Open Letter to the Prime Minister of India:

“If Jobs and Incomes Haven’t Risen, How Has Poverty Fallen to 5%?”

Respected Prime Minister,

As your government enters its eleventh year, a new narrative is being aggressively circulated: that under your leadership, India has not only united as a nation but has ascended to global spiritual and strategic dominance. While such lofty proclamations are paraded in domestic and international forums, serious questions about governance, truth, and the lived reality of India’s poor remain unanswered.

Recently, the World Bank and NITI Aayog have both claimed that extreme poverty in India has sharply declined — now allegedly below 5.3% of the population. These claims were strategically timed: the World Bank’s report came just as your government marked 11 years in office, and NITI Aayog’s similar statement was issued months before the 2024 general election.

But these declarations mask a deeper and more uncomfortable truth: how can poverty be falling when jobs are not being created, incomes have stagnated, and hunger is visibly rising?


The Illusion of Progress: A Manufactured Miracle

From 2011 to 2022, NITI Aayog claims multidimensional poverty dropped from 29% to 11%. However, this coincides with reports of rising rural distress, agricultural stagnation, and jobless growth. NSO’s 2017–18 Consumption Survey — which reportedly showed declining rural consumption for the first time in independent India — was suppressed. Only aggregated data from the 2022–23 survey has been released, with full transparency denied.

More troublingly, India’s rank in the Global Hunger Index fell from 67 (in 2011) to 105 (in 2023). Can a country where hunger is growing claim that poverty is shrinking?


India’s Deepening Inequality: A Tale of Two Nations

Your government promised to create 20 million jobs annually. Instead, mechanization, privatization, and corporatization — particularly of agriculture — have eliminated existing employment. Workers’ real wages have either stagnated or declined. Meanwhile, inflation has skyrocketed.

In 2010, a daily wage of ₹100 had a certain purchasing power. Today, a wage of ₹300 barely meets basic needs. How then can we believe poverty is falling if income hasn’t kept pace with the cost of living?

Moreover, according to scholar Santosh Mehrotra:

  • 19 crore Indians earn less than ₹100/day (below the extreme poverty line).

  • 14 crore earn ₹100–₹200/day.

  • 12.7 crore earn ₹200–₹300/day.

That means 46 crore working Indians — over one-third of the population — earn less than ₹10,000/month. Even by conservative estimates, this translates to over 50% of India living in inhumane poverty, not 5% as claimed.
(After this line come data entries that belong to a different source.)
//! # Plan Indexer Repository
//!
//! This crate provides traits and implementations for the two stores the plan
//! indexer talks to: the search index that holds the join-tagged plan
//! documents, and the primary key-value store that holds serialized plans.
//! It includes definitions for errors, interfaces, an OpenSearch
//! implementation of the search index and an in-memory primary store.

pub mod client;
pub mod config;
pub mod errors;
pub mod interfaces;
pub mod memory;
pub mod opensearch;
pub mod types;

pub use client::SearchIndexClient;
pub use config::SearchIndexConfig;
pub use errors::{SearchIndexError, StoreError};
pub use interfaces::{KeyValueStore, SearchIndexProvider};
pub use memory::MemoryStore;
pub use opensearch::OpenSearchClient;
pub use types::{BatchOperationSummary, DeleteDocumentRequest, IndexDocumentRequest};
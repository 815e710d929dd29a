//! In-memory implementations of the repository interfaces.

mod store;

pub use store::MemoryStore;
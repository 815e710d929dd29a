//! Search index provider trait definition.
//!
//! This module defines the abstract interface for search index operations,
//! allowing for different backend implementations (OpenSearch, Elasticsearch, etc.).

use async_trait::async_trait;

use crate::errors::SearchIndexError;
use crate::types::{BatchOperationSummary, DeleteDocumentRequest, IndexDocumentRequest};

/// Abstracts the underlying search index implementation (OpenSearch, Elasticsearch, etc.).
///
/// Implementations are injected into `SearchIndexClient` so the pipeline can be
/// exercised against mock implementations in tests.
///
/// All methods return `Result<T, SearchIndexError>` for consistent error handling across
/// different backend implementations.
#[async_trait]
pub trait SearchIndexProvider: Send + Sync {
    /// Index a single document in the search index.
    ///
    /// If a document with the same id already exists, it is replaced.
    ///
    /// # Arguments
    ///
    /// * `request` - The document id, its routing value and its body
    ///
    /// # Returns
    ///
    /// * `Ok(())` - If the document was indexed successfully
    /// * `Err(SearchIndexError)` - If indexing fails
    async fn index_document(&self, request: &IndexDocumentRequest) -> Result<(), SearchIndexError>;

    /// Delete a document from the search index.
    ///
    /// If the document doesn't exist, the operation is considered successful.
    ///
    /// # Returns
    ///
    /// * `Ok(())` - If the document was deleted (or didn't exist)
    /// * `Err(SearchIndexError)` - If the deletion fails
    async fn delete_document(&self, request: &DeleteDocumentRequest) -> Result<(), SearchIndexError>;

    /// Index several documents, one after the other, and summarize the outcome.
    ///
    /// Every request is attempted even when an earlier one fails; the writes are
    /// issued sequentially and in slice order.
    async fn bulk_index_documents(
        &self,
        requests: &[IndexDocumentRequest],
    ) -> Result<BatchOperationSummary, SearchIndexError> {
        let mut summary = BatchOperationSummary::empty();
        for request in requests {
            let outcome = self.index_document(request).await;
            summary.record(&request.document_id, outcome);
        }
        Ok(summary)
    }

    /// Delete several documents, one after the other, and summarize the outcome.
    ///
    /// Documents that don't exist count as successful deletions.
    async fn bulk_delete_documents(
        &self,
        requests: &[DeleteDocumentRequest],
    ) -> Result<BatchOperationSummary, SearchIndexError> {
        let mut summary = BatchOperationSummary::empty();
        for request in requests {
            let outcome = self.delete_document(request).await;
            summary.record(&request.document_id, outcome);
        }
        Ok(summary)
    }

    /// Ensure the search index exists with its join mapping.
    ///
    /// This should be called during application startup.
    async fn ensure_index_exists(&self) -> Result<(), SearchIndexError>;

    /// Check if the search engine is healthy and reachable.
    ///
    /// # Returns
    ///
    /// * `Ok(true)` - If the search engine is healthy
    /// * `Ok(false)` - If the search engine is unhealthy
    /// * `Err(SearchIndexError)` - If the health check fails to execute
    async fn health_check(&self) -> Result<bool, SearchIndexError>;
}
//! Durable channel error types.

use thiserror::Error;

/// Errors raised by channel backends and the connection lifecycle.
#[derive(Error, Debug, Clone)]
pub enum ChannelError {
    /// Could not establish or verify a connection to the broker.
    #[error("Connection error: {0}")]
    ConnectionError(String),

    /// The broker did not confirm a durable write.
    #[error("Publish error: {0}")]
    PublishError(String),

    /// Failed to receive the next message.
    #[error("Fetch error: {0}")]
    FetchError(String),

    /// Failed to acknowledge or reject a delivery.
    #[error("Acknowledge error: {0}")]
    AcknowledgeError(String),

    /// A fetch was attempted while a delivery is still unacknowledged.
    #[error("Prefetch limit exceeded: delivery {0} is still in flight")]
    PrefetchExceeded(i64),

    /// The acknowledged delivery is not the one in flight.
    #[error("Unknown delivery: {0}")]
    UnknownDelivery(i64),

    /// The channel has been closed.
    #[error("Channel closed")]
    Closed,
}

impl ChannelError {
    /// Create a connection error.
    pub fn connection(msg: impl Into<String>) -> Self {
        Self::ConnectionError(msg.into())
    }

    /// Create a publish error.
    pub fn publish(msg: impl Into<String>) -> Self {
        Self::PublishError(msg.into())
    }

    /// Create a fetch error.
    pub fn fetch(msg: impl Into<String>) -> Self {
        Self::FetchError(msg.into())
    }

    /// Create an acknowledge error.
    pub fn acknowledge(msg: impl Into<String>) -> Self {
        Self::AcknowledgeError(msg.into())
    }

    /// Whether the failure means the transport itself is gone.
    pub fn is_transport(&self) -> bool {
        matches!(self, Self::ConnectionError(_) | Self::Closed)
    }
}

impl From<rdkafka::error::KafkaError> for ChannelError {
    fn from(err: rdkafka::error::KafkaError) -> Self {
        Self::ConnectionError(err.to_string())
    }
}
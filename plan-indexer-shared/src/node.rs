//! The nested entity model.
//!
//! A plan is a rooted tree of [`Node`]s. Object nodes that carry an `objectId`
//! are first-class sub-entities and each becomes its own document in the
//! search index.

use std::collections::BTreeMap;
use std::fmt;

use serde::{Deserialize, Serialize};
use thiserror::Error;

/// Field holding the identifier of a sub-entity.
pub const OBJECT_ID: &str = "objectId";

/// Field holding the type name of a sub-entity.
pub const OBJECT_TYPE: &str = "objectType";

/// Named fields of an object node.
///
/// Ordered so that serializing the same entity always yields the same bytes,
/// which the concurrency fingerprint depends on.
pub type Fields = BTreeMap<String, Node>;

/// A leaf value.
#[derive(Debug, Clone, PartialEq, Serialize, Deserialize)]
#[serde(untagged)]
pub enum Scalar {
    Null,
    Bool(bool),
    Number(serde_json::Number),
    String(String),
}

impl Scalar {
    /// Render the scalar as an identifier.
    ///
    /// Only non-empty strings and numbers can identify a sub-entity.
    pub fn as_key(&self) -> Option<String> {
        match self {
            Scalar::String(s) if !s.is_empty() => Some(s.clone()),
            Scalar::Number(n) => Some(n.to_string()),
            _ => None,
        }
    }
}

impl fmt::Display for Scalar {
    fn fmt(&self, f: &mut fmt::Formatter<'_>) -> fmt::Result {
        match self {
            Scalar::Null => write!(f, "null"),
            Scalar::Bool(b) => write!(f, "{}", b),
            Scalar::Number(n) => write!(f, "{}", n),
            Scalar::String(s) => write!(f, "{}", s),
        }
    }
}

impl From<&str> for Scalar {
    fn from(value: &str) -> Self {
        Scalar::String(value.to_string())
    }
}

impl From<i64> for Scalar {
    fn from(value: i64) -> Self {
        Scalar::Number(value.into())
    }
}

/// A node of the entity tree.
#[derive(Debug, Clone, PartialEq, Serialize, Deserialize)]
#[serde(untagged)]
pub enum Node {
    Object(Fields),
    Array(Vec<Node>),
    Scalar(Scalar),
}

impl Node {
    pub fn as_object(&self) -> Option<&Fields> {
        match self {
            Node::Object(fields) => Some(fields),
            _ => None,
        }
    }

    pub fn as_array(&self) -> Option<&Vec<Node>> {
        match self {
            Node::Array(items) => Some(items),
            _ => None,
        }
    }

    /// The `objectId` of an object node, if it has a usable one.
    pub fn object_id(&self) -> Option<String> {
        self.as_object().and_then(object_id_of)
    }
}

/// Read the `objectId` out of a set of object fields.
pub fn object_id_of(fields: &Fields) -> Option<String> {
    match fields.get(OBJECT_ID) {
        Some(Node::Scalar(scalar)) => scalar.as_key(),
        _ => None,
    }
}

/// Errors raised while reading or validating an entity.
#[derive(Error, Debug)]
pub enum EntityError {
    /// The input is not a JSON object or is not valid JSON.
    #[error("Malformed entity: {0}")]
    Malformed(String),

    /// The root object has no usable `objectId`.
    #[error("Entity is missing a non-empty objectId")]
    MissingObjectId,

    /// The root object has no `objectType` string.
    #[error("Entity is missing objectType")]
    MissingObjectType,
}

/// A plan entity: the root object of a node tree.
#[derive(Debug, Clone, Default, PartialEq, Serialize, Deserialize)]
#[serde(transparent)]
pub struct Entity {
    fields: Fields,
}

impl Entity {
    pub fn new(fields: Fields) -> Self {
        Self { fields }
    }

    /// Parse an entity from its JSON text.
    pub fn from_json(text: &str) -> Result<Self, EntityError> {
        serde_json::from_str(text).map_err(|e| EntityError::Malformed(e.to_string()))
    }

    /// Build an entity from an already parsed JSON value.
    pub fn from_value(value: serde_json::Value) -> Result<Self, EntityError> {
        serde_json::from_value(value).map_err(|e| EntityError::Malformed(e.to_string()))
    }

    /// Serialize the entity. Field order is canonical.
    pub fn to_json(&self) -> Result<String, EntityError> {
        serde_json::to_string(self).map_err(|e| EntityError::Malformed(e.to_string()))
    }

    pub fn fields(&self) -> &Fields {
        &self.fields
    }

    pub fn fields_mut(&mut self) -> &mut Fields {
        &mut self.fields
    }

    pub fn get(&self, field: &str) -> Option<&Node> {
        self.fields.get(field)
    }

    pub fn object_id(&self) -> Option<String> {
        object_id_of(&self.fields)
    }

    pub fn object_type(&self) -> Option<&str> {
        match self.fields.get(OBJECT_TYPE) {
            Some(Node::Scalar(Scalar::String(s))) => Some(s.as_str()),
            _ => None,
        }
    }

    /// Check the minimum shape every stored plan must have.
    pub fn validate(&self) -> Result<(), EntityError> {
        if self.object_id().is_none() {
            return Err(EntityError::MissingObjectId);
        }
        if self.object_type().is_none() {
            return Err(EntityError::MissingObjectType);
        }
        Ok(())
    }
}

impl From<Entity> for Node {
    fn from(entity: Entity) -> Self {
        Node::Object(entity.fields)
    }
}

#[cfg(test)]
mod tests {
    use super::*;
    use serde_json::json;

    #[test]
    fn test_parse_nested_entity() {
        let entity = Entity::from_value(json!({
            "objectId": "plan-1",
            "objectType": "plan",
            "active": true,
            "note": null,
            "planCostShares": { "objectId": "cs-1", "copay": 23 },
            "tags": ["a", "b"]
        }))
        .unwrap();

        assert_eq!(entity.object_id(), Some("plan-1".to_string()));
        assert_eq!(entity.object_type(), Some("plan"));
        assert_eq!(entity.get("note"), Some(&Node::Scalar(Scalar::Null)));
        assert_eq!(entity.get("active"), Some(&Node::Scalar(Scalar::Bool(true))));
        assert_eq!(
            entity.get("planCostShares").and_then(Node::object_id),
            Some("cs-1".to_string())
        );
        assert_eq!(entity.get("tags").and_then(Node::as_array).map(Vec::len), Some(2));
    }

    #[test]
    fn test_serialization_is_canonical() {
        let a = Entity::from_json(r#"{"b":1,"a":{"y":2,"x":1},"objectId":"p"}"#).unwrap();
        let b = Entity::from_json(r#"{"objectId":"p","a":{"x":1,"y":2},"b":1}"#).unwrap();

        assert_eq!(a.to_json().unwrap(), b.to_json().unwrap());
        assert_eq!(
            a.to_json().unwrap(),
            r#"{"a":{"x":1,"y":2},"b":1,"objectId":"p"}"#
        );
    }

    #[test]
    fn test_decimals_survive_reserialization() {
        let first = Entity::from_json(r#"{"deductible":7938.6843516156105,"objectId":"p"}"#)
            .unwrap()
            .to_json()
            .unwrap();
        let second = Entity::from_json(&first).unwrap().to_json().unwrap();

        assert_eq!(first, second);
        assert_eq!(
            Entity::from_json(&first).unwrap().get("deductible"),
            Some(&Node::Scalar(Scalar::Number(
                serde_json::Number::from_f64(7938.6843516156105).unwrap()
            )))
        );
    }

    #[test]
    fn test_non_object_root_is_malformed() {
        assert!(matches!(
            Entity::from_json("[1, 2]"),
            Err(EntityError::Malformed(_))
        ));
        assert!(matches!(
            Entity::from_json("{not json"),
            Err(EntityError::Malformed(_))
        ));
    }

    #[test]
    fn test_validate() {
        let missing_id = Entity::from_value(json!({ "objectType": "plan" })).unwrap();
        assert!(matches!(missing_id.validate(), Err(EntityError::MissingObjectId)));

        let empty_id = Entity::from_value(json!({ "objectId": "", "objectType": "plan" })).unwrap();
        assert!(matches!(empty_id.validate(), Err(EntityError::MissingObjectId)));

        let missing_type = Entity::from_value(json!({ "objectId": "p" })).unwrap();
        assert!(matches!(missing_type.validate(), Err(EntityError::MissingObjectType)));

        let ok = Entity::from_value(json!({ "objectId": "p", "objectType": "plan" })).unwrap();
        assert!(ok.validate().is_ok());
    }

    #[test]
    fn test_numeric_object_id_is_a_key() {
        let node: Node = serde_json::from_value(json!({ "objectId": 42 })).unwrap();
        assert_eq!(node.object_id(), Some("42".to_string()));
    }
}
//! Partial updates guarded by entity tags.

mod fingerprint;
mod merger;

pub use fingerprint::fingerprint;
pub use merger::{ConcurrencyMerger, KEYED_ARRAY_FIELD};
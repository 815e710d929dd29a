//! Optimistic-concurrency merge of partial updates.

use tracing::{debug, warn};

use crate::errors::PipelineError;
use plan_indexer_shared::{Entity, Node, OBJECT_ID};

/// Array field whose elements are upserted by `objectId` instead of replaced.
pub const KEYED_ARRAY_FIELD: &str = "linkedPlanServices";

/// Applies a patch to a stored entity after checking its concurrency token.
///
/// There is no locking: two patches computed against the same base state can
/// both pass the token check.
#[derive(Debug, Clone)]
pub struct ConcurrencyMerger {
    keyed_array_field: String,
}

impl ConcurrencyMerger {
    pub fn new() -> Self {
        Self::with_keyed_array_field(KEYED_ARRAY_FIELD)
    }

    pub fn with_keyed_array_field(field: impl Into<String>) -> Self {
        Self {
            keyed_array_field: field.into(),
        }
    }

    /// Merge `patch` into `existing`.
    ///
    /// `current_token` is the fingerprint of the stored serialization of
    /// `existing`, taken from the stored text rather than a re-serialization.
    /// Fails with `PreconditionFailed` when `if_match` is given and differs
    /// from it. `existing` itself is never modified.
    pub fn merge(
        &self,
        existing: &Entity,
        current_token: &str,
        patch: &Entity,
        if_match: Option<&str>,
    ) -> Result<Entity, PipelineError> {
        if let Some(expected) = if_match {
            if expected != current_token {
                warn!(
                    object_id = ?existing.object_id(),
                    expected = %expected,
                    current = %current_token,
                    "Stale concurrency token"
                );
                return Err(PipelineError::precondition_failed(expected, current_token));
            }
        }

        let mut merged = existing.clone();
        for (key, value) in patch.fields() {
            if key == OBJECT_ID {
                if existing.get(OBJECT_ID) != Some(value) {
                    debug!(object_id = ?existing.object_id(), "Ignoring objectId in patch");
                }
                continue;
            }

            let next = if *key == self.keyed_array_field {
                upsert_by_object_id(existing.get(key), value)
            } else {
                value.clone()
            };
            merged.fields_mut().insert(key.clone(), next);
        }

        Ok(merged)
    }
}

impl Default for ConcurrencyMerger {
    fn default() -> Self {
        Self::new()
    }
}

/// Replace elements sharing an `objectId` in place and append the rest.
///
/// Falls back to a plain replacement when either side is not an array.
fn upsert_by_object_id(existing: Option<&Node>, patch: &Node) -> Node {
    let (Some(current), Some(updates)) = (existing.and_then(Node::as_array), patch.as_array())
    else {
        return patch.clone();
    };

    let mut items = current.clone();
    for update in updates {
        let position = update
            .object_id()
            .and_then(|id| items.iter().position(|item| item.object_id().as_deref() == Some(id.as_str())));

        match position {
            Some(index) => items[index] = update.clone(),
            None => items.push(update.clone()),
        }
    }
    Node::Array(items)
}
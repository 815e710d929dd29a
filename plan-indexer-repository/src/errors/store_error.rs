//! Primary store error types.

use thiserror::Error;

/// Errors raised by a [`KeyValueStore`](crate::interfaces::KeyValueStore).
#[derive(Debug, Clone, Error)]
pub enum StoreError {
    /// The store could not be reached or rejected the command.
    #[error("Store unavailable: {0}")]
    Unavailable(String),

    /// A key pattern could not be parsed.
    #[error("Invalid key pattern: {0}")]
    InvalidPattern(String),
}

impl StoreError {
    /// Create an unavailable error.
    pub fn unavailable(msg: impl Into<String>) -> Self {
        Self::Unavailable(msg.into())
    }

    pub fn invalid_pattern(msg: impl Into<String>) -> Self {
        Self::InvalidPattern(msg.into())
    }
}
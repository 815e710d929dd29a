//! OpenSearch implementation of the search index provider.
//!
//! This module provides a concrete implementation of `SearchIndexProvider`
//! using OpenSearch as the backend.

mod client;
mod index_config;

pub use client::OpenSearchClient;
pub use index_config::{get_index_settings, IndexConfig, INDEX_NAME};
Government’s Own Schemes Acknowledge the Truth

The very design of your flagship food scheme, PM-GKAY, contradicts your poverty narrative. Why would the government extend free rations to 75% of rural and 50% of urban populations if only 5% are poor?

It is now clear: the official narrative is not aligned with the lived reality. Instead, it is curated for political optics — not policy reform.


Poverty is Political — Not Just Economic

Poverty is not just about lack of food or income. It is about the absence of power, ownership, and access to resources. It is rooted in systemic inequality — made worse by a model of development that prioritizes capital over communities.

While capitalist regimes treat poverty as a statistical inconvenience, socialist systems aim to redistribute resources and restructure the economy. India has long promised socialism in spirit but followed corporate-friendly capitalism in practice.


The Need for Truth and Transformation

Prime Minister, a responsible government must not shy away from hard truths. You cannot fight poverty by erasing the poor from your statistics. Nor can the “Operation Sindoor” narrative distract from your government’s failure to launch a credible “Operation Poverty Eradication.”

We urge you to:

  1. Release full, transparent poverty and consumption data from NSO without manipulation.

  2. Acknowledge and address the rising distress among rural workers, farmers, and urban poor.

  3. Abandon false optics and embrace real policy reform that redistributes wealth, empowers labour, and builds inclusive growth.


Call to Action for Citizens and Media

To every citizen, journalist, and policymaker reading this: ask the fundamental question — can we allow a country where nearly half the population struggles daily to be whitewashed into a 5% poverty story?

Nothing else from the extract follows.